A loss-of-function human ADAR variant activates innate immune response and promotes bowel inflammation.

Abstract

Inflammatory bowel disease (IBD) arises from genetic-environmental interactions. Adenosine deaminases acting on RNA 1 (ADAR), an RNA-editing enzyme converting adenosine (A) to inosine (I), is essential for tissue homeostasis. Here we report that intestinal ADAR deficiency contributes to IBD pathogenesis in humans with reduced ADAR expression in patient intestinal crypts.
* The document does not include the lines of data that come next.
//! Renders a finished check as text or JSON.

use std::collections::BTreeMap;
use std::fmt::Write as _;

use serde::Serialize;
use vigil_engine::{FaultRecord, MergedDiagnostics};
use vigil_types::AnalyzerId;

#[derive(Debug, Clone, Copy, PartialEq, Eq, clap::ValueEnum)]
pub enum OutputFormat {
    Text,
    Json,
}

/// Everything one `vigil check` run produced.
#[derive(Debug, Serialize)]
pub struct Report {
    pub diagnostics: Vec<MergedDiagnostics>,
    pub faults: BTreeMap<AnalyzerId, FaultRecord>,
    /// Subscriber-side summary, `E:n W:m`.
    #[serde(skip)]
    pub status: String,
}

impl Report {
    #[must_use]
    pub fn has_errors(&self) -> bool {
        self.diagnostics
            .iter()
            .flat_map(|merged| merged.diagnostics.iter())
            .any(|d| d.severity().is_error())
    }

    pub fn render(&self, format: OutputFormat) -> anyhow::Result<String> {
        match format {
            OutputFormat::Text => Ok(self.render_text()),
            OutputFormat::Json => Ok(serde_json::to_string_pretty(self)?),
        }
    }

    fn render_text(&self) -> String {
        let mut out = String::new();
        let mut total = 0usize;
        for merged in &self.diagnostics {
            for diagnostic in merged.diagnostics.iter() {
                total += 1;
                let _ = writeln!(out, "{}", diagnostic.display_at(merged.entity.as_str()));
            }
        }

        if !self.faults.is_empty() {
            if !out.is_empty() {
                out.push('\n');
            }
            out.push_str("analyzer faults:\n");
            for record in self.faults.values() {
                let _ = writeln!(out, "  [{}] {}", record.kind, record.diagnostic.message());
            }
        }

        if total == 0 && self.faults.is_empty() {
            out.push_str("no diagnostics\n");
        } else {
            let status = if self.status.is_empty() {
                String::new()
            } else {
                format!(" ({})", self.status)
            };
            let _ = writeln!(
                out,
                "\n{total} diagnostic{}{status}, {} analyzer fault{}",
                if total == 1 { "" } else { "s" },
                self.faults.len(),
                if self.faults.len() == 1 { "" } else { "s" },
            );
        }
        out
    }
}
use vigil_types::{AnalyzerId, Diagnostic, Severity, Span};

use super::{char_col, check_cancelled};
use crate::{AnalysisContext, Analyzer, AnalyzerFut, CancellationToken};

/// Reports whitespace at the end of a line.
pub struct TrailingWhitespace {
    id: AnalyzerId,
}

impl TrailingWhitespace {
    pub const NAME: &'static str = "trailing-whitespace";
    pub const DIAGNOSTIC_ID: &'static str = "TRAIL001";

    #[must_use]
    pub fn new() -> Self {
        Self {
            id: AnalyzerId::new(Self::NAME),
        }
    }
}

impl Default for TrailingWhitespace {
    fn default() -> Self {
        Self::new()
    }
}

impl Analyzer for TrailingWhitespace {
    fn id(&self) -> &AnalyzerId {
        &self.id
    }

    fn description(&self) -> &str {
        "Flags lines that end in spaces or tabs"
    }

    fn analyze<'a>(
        &'a self,
        ctx: &'a AnalysisContext,
        cancel: &'a CancellationToken,
    ) -> AnalyzerFut<'a> {
        Box::pin(async move {
            let mut found = Vec::new();
            for (index, line) in ctx.source().lines().enumerate() {
                check_cancelled(index, cancel)?;
                let trimmed = line.trim_end_matches([' ', '\t']);
                if trimmed.len() == line.len() {
                    continue;
                }
                let line_no = index as u32;
                found.push(Diagnostic::new(
                    Self::DIAGNOSTIC_ID,
                    Severity::Info,
                    "style",
                    Span::on_line(
                        line_no,
                        char_col(line, trimmed.len()),
                        char_col(line, line.len()),
                    ),
                    "Trailing whitespace",
                ));
            }
            Ok(found)
        })
    }
}
//! Push-based change notifications.

use std::collections::BTreeMap;
use std::panic::AssertUnwindSafe;
use std::sync::Arc;
use std::sync::atomic::{AtomicU64, Ordering};

use dashmap::DashMap;
use vigil_types::{Diagnostic, EntityId, VersionStamp};

use crate::driver::panic_payload_to_string;

/// A change to the diagnostics last published for an entity.
#[derive(Debug, Clone, PartialEq, Eq)]
pub enum DiagnosticsEvent {
    Updated {
        entity: EntityId,
        version: VersionStamp,
        diagnostics: Arc<[Diagnostic]>,
    },
    /// The entity is gone; drop whatever was shown for it.
    Cleared { entity: EntityId },
}

impl DiagnosticsEvent {
    #[must_use]
    pub fn entity(&self) -> &EntityId {
        match self {
            Self::Updated { entity, .. } | Self::Cleared { entity } => entity,
        }
    }

    /// The new diagnostic set; empty for [`DiagnosticsEvent::Cleared`].
    #[must_use]
    pub fn diagnostics(&self) -> &[Diagnostic] {
        match self {
            Self::Updated { diagnostics, .. } => &**diagnostics,
            Self::Cleared { .. } => &[],
        }
    }
}

/// Receives [`DiagnosticsEvent`]s. Implemented for plain closures.
///
/// Called synchronously on the publishing task; keep it cheap.
pub trait DiagnosticsListener: Send + Sync {
    fn on_event(&self, event: &DiagnosticsEvent);
}

impl<F> DiagnosticsListener for F
where
    F: Fn(&DiagnosticsEvent) + Send + Sync,
{
    fn on_event(&self, event: &DiagnosticsEvent) {
        self(event);
    }
}

#[derive(Debug, Clone, Copy, PartialEq, Eq, Hash, PartialOrd, Ord)]
pub struct SubscriptionHandle(u64);

#[derive(Default)]
pub(crate) struct Subscribers {
    next: AtomicU64,
    listeners: DashMap<u64, Arc<dyn DiagnosticsListener>>,
}

impl Subscribers {
    pub(crate) fn subscribe(&self, listener: Arc<dyn DiagnosticsListener>) -> SubscriptionHandle {
        let id = self.next.fetch_add(1, Ordering::Relaxed);
        self.listeners.insert(id, listener);
        SubscriptionHandle(id)
    }

    pub(crate) fn unsubscribe(&self, handle: SubscriptionHandle) -> bool {
        self.listeners.remove(&handle.0).is_some()
    }

    pub(crate) fn len(&self) -> usize {
        self.listeners.len()
    }

    /// Deliver to every listener in subscription order. A panicking listener
    /// is logged and skipped.
    pub(crate) fn notify(&self, event: &DiagnosticsEvent) {
        let listeners: BTreeMap<u64, Arc<dyn DiagnosticsListener>> = self
            .listeners
            .iter()
            .map(|entry| (*entry.key(), Arc::clone(entry.value())))
            .collect();

        for (id, listener) in listeners {
            let delivered =
                std::panic::catch_unwind(AssertUnwindSafe(|| listener.on_event(event)));
            if let Err(payload) = delivered {
                tracing::warn!(
                    subscription = id,
                    entity = %event.entity(),
                    "Diagnostics listener panicked: {}",
                    panic_payload_to_string(&payload)
                );
            }
        }
    }
}

impl std::fmt::Debug for Subscribers {
    fn fmt(&self, f: &mut std::fmt::Formatter<'_>) -> std::fmt::Result {
        f.debug_struct("Subscribers")
            .field("listeners", &self.listeners.len())
            .finish()
    }
}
Genetic or pharmacological inhibition of ADAR in mice causes spontaneous ileitis and colitis. Organoid studies show that ADAR loss leads to double-strand RNA (dsRNA) and endogenous retroviruses (ERVs) accumulation, disrupting intestinal homeostasis via melanoma differentiation-associated protein 5 (MDA5)-mediated dsRNA sensing and Janus kinase (JAK)-signal transducer and activator of transcription (STAT) signaling. Editome analyses identify Mda5 as an ADAR target, and edited Mda5 exhibits impaired dsRNA sensing. The human ADAR p.N173S mutation is a loss-of-function variant that fails to rescue IBD in intestinal Adar deficient mice, whereas JAK1/2 inhibitor Ruxolitinib attenuates IBD. We conclude that the ADAR-dsRNA/ERVs-MDA5-JAK/STAT axis is a potential therapeutic target for IBD.